• **BRIEF**
The lines from the start of the data up to and including the one with "request overwrites any" should be returned exactly, and nothing else.

• **EXTRACTED RECORDS**
===

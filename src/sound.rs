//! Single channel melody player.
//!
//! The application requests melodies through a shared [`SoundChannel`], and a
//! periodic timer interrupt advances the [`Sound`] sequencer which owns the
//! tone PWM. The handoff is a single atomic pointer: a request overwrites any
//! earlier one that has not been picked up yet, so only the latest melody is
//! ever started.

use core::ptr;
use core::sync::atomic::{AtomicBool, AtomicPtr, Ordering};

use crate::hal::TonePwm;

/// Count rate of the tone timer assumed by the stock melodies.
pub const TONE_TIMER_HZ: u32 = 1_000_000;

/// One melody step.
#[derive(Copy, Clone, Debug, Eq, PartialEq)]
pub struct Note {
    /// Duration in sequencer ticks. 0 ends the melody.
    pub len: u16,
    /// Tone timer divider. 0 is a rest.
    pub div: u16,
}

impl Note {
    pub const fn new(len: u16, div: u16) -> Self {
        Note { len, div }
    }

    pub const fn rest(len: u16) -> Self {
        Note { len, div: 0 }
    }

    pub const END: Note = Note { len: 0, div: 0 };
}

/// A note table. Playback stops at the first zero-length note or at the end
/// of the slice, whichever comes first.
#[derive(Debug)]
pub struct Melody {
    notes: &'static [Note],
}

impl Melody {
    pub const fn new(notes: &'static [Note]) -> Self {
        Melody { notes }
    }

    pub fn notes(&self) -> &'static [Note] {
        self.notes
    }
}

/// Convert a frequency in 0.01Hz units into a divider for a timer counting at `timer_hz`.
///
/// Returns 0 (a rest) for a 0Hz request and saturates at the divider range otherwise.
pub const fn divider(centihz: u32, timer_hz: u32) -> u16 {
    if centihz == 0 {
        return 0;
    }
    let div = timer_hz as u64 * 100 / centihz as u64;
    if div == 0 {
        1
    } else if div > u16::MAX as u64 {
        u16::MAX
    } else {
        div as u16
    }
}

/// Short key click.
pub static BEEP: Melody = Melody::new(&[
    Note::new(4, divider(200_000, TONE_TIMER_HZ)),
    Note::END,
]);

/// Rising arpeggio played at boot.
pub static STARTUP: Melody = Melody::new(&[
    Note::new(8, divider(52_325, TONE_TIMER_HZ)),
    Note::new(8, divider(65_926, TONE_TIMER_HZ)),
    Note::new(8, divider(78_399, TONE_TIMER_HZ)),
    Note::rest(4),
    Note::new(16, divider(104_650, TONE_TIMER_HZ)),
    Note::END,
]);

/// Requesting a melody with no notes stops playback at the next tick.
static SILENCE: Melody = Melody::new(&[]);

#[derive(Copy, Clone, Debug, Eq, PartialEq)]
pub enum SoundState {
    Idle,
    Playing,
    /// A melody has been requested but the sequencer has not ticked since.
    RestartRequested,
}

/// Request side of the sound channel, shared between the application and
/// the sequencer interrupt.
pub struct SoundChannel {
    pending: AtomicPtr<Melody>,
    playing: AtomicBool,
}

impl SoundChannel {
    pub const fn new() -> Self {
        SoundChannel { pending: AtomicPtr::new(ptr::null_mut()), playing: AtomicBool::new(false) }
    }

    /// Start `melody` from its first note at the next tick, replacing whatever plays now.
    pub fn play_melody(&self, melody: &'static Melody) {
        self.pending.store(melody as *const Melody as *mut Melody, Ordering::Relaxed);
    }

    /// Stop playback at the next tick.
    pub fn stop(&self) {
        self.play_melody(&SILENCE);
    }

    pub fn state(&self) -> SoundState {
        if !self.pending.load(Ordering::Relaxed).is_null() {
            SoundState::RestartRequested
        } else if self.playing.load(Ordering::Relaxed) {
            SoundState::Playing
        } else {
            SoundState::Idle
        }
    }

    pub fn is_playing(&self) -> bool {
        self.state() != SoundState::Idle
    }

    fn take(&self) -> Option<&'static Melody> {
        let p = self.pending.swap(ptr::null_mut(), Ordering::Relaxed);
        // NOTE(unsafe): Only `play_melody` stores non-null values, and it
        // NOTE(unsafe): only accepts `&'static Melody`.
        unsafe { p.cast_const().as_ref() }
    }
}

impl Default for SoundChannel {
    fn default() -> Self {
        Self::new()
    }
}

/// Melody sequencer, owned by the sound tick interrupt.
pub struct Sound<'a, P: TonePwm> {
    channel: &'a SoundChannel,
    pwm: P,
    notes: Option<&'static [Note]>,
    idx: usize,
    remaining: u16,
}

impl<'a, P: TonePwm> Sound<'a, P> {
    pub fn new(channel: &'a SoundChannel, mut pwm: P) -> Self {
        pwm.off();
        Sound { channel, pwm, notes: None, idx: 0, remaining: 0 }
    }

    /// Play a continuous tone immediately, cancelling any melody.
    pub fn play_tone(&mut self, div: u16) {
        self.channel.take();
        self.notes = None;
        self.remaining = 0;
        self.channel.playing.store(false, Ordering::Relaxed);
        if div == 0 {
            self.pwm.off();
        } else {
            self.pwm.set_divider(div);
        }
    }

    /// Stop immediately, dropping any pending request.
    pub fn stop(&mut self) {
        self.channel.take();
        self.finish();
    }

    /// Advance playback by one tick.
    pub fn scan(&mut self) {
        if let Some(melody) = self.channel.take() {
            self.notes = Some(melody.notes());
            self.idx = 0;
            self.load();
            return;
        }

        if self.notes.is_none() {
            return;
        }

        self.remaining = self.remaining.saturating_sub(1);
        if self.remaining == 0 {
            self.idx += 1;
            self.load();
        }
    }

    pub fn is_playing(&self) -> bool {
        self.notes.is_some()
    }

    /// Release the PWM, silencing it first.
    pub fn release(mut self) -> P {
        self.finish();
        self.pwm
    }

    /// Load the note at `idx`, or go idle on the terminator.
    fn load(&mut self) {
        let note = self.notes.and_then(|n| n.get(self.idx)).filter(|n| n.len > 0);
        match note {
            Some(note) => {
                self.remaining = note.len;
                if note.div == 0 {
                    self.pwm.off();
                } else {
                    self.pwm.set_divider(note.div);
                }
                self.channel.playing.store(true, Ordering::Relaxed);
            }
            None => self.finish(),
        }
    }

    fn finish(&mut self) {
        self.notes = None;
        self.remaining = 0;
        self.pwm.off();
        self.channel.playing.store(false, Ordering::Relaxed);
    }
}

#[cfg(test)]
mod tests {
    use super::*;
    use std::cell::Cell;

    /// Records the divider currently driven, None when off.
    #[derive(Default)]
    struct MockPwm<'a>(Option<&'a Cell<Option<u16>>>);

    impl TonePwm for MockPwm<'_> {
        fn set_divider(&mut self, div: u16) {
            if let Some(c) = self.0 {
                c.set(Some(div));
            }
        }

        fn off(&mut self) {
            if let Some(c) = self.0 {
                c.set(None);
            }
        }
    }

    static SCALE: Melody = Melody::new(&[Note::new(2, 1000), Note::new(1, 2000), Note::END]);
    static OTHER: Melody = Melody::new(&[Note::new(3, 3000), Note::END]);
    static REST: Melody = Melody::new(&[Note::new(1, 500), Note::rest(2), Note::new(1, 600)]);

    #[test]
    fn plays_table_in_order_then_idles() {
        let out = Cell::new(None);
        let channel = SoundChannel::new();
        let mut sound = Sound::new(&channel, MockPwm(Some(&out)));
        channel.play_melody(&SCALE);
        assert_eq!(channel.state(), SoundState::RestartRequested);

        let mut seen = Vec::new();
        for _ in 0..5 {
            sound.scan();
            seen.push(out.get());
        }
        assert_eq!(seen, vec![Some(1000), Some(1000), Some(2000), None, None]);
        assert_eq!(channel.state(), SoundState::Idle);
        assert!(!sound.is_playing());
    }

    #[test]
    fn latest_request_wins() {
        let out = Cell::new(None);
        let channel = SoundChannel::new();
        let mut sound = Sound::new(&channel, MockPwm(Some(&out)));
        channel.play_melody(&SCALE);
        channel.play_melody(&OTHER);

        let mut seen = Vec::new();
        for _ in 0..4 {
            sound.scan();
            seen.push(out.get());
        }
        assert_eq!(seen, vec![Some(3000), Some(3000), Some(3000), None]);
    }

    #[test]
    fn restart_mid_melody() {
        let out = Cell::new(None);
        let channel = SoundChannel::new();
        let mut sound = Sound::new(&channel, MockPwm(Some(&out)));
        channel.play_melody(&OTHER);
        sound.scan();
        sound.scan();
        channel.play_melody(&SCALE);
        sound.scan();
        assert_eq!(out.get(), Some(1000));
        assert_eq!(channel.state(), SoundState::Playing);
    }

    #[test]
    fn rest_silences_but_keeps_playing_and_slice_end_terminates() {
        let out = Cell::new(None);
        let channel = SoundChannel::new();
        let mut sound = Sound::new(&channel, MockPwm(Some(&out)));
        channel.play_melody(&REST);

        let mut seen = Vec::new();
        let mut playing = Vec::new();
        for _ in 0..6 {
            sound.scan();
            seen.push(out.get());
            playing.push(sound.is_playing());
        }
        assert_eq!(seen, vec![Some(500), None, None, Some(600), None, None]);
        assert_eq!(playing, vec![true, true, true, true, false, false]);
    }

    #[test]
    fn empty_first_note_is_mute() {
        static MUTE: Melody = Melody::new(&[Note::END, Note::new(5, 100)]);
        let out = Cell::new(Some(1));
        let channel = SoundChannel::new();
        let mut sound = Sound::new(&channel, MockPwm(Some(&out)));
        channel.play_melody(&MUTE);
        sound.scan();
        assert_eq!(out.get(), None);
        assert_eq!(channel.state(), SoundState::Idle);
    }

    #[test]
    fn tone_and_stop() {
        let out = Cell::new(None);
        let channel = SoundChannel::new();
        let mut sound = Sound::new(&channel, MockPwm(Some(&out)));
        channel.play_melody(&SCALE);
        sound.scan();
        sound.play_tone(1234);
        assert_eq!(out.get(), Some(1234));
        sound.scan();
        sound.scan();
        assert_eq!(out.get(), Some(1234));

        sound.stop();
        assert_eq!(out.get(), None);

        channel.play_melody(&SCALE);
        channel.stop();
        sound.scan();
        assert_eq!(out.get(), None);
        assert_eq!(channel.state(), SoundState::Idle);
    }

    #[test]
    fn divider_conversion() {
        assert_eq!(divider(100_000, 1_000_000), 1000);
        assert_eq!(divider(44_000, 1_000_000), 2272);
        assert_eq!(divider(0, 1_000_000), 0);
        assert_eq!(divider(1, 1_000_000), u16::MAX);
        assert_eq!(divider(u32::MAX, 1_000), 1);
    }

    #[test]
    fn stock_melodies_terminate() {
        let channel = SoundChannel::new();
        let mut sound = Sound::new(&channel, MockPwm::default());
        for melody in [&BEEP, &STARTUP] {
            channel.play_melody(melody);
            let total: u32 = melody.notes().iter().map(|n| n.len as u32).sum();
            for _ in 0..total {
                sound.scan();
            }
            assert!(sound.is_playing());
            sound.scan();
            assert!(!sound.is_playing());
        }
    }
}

===

• **ANSWER FOR THIS EXERCISE**
filename src/sound.rs
//! Single channel melody player.
//!
//! The application requests melodies through a shared [`SoundChannel`], and a
//! periodic timer interrupt advances the [`Sound`] sequencer which owns the
//! tone PWM. The handoff is a single atomic pointer: a request overwrites any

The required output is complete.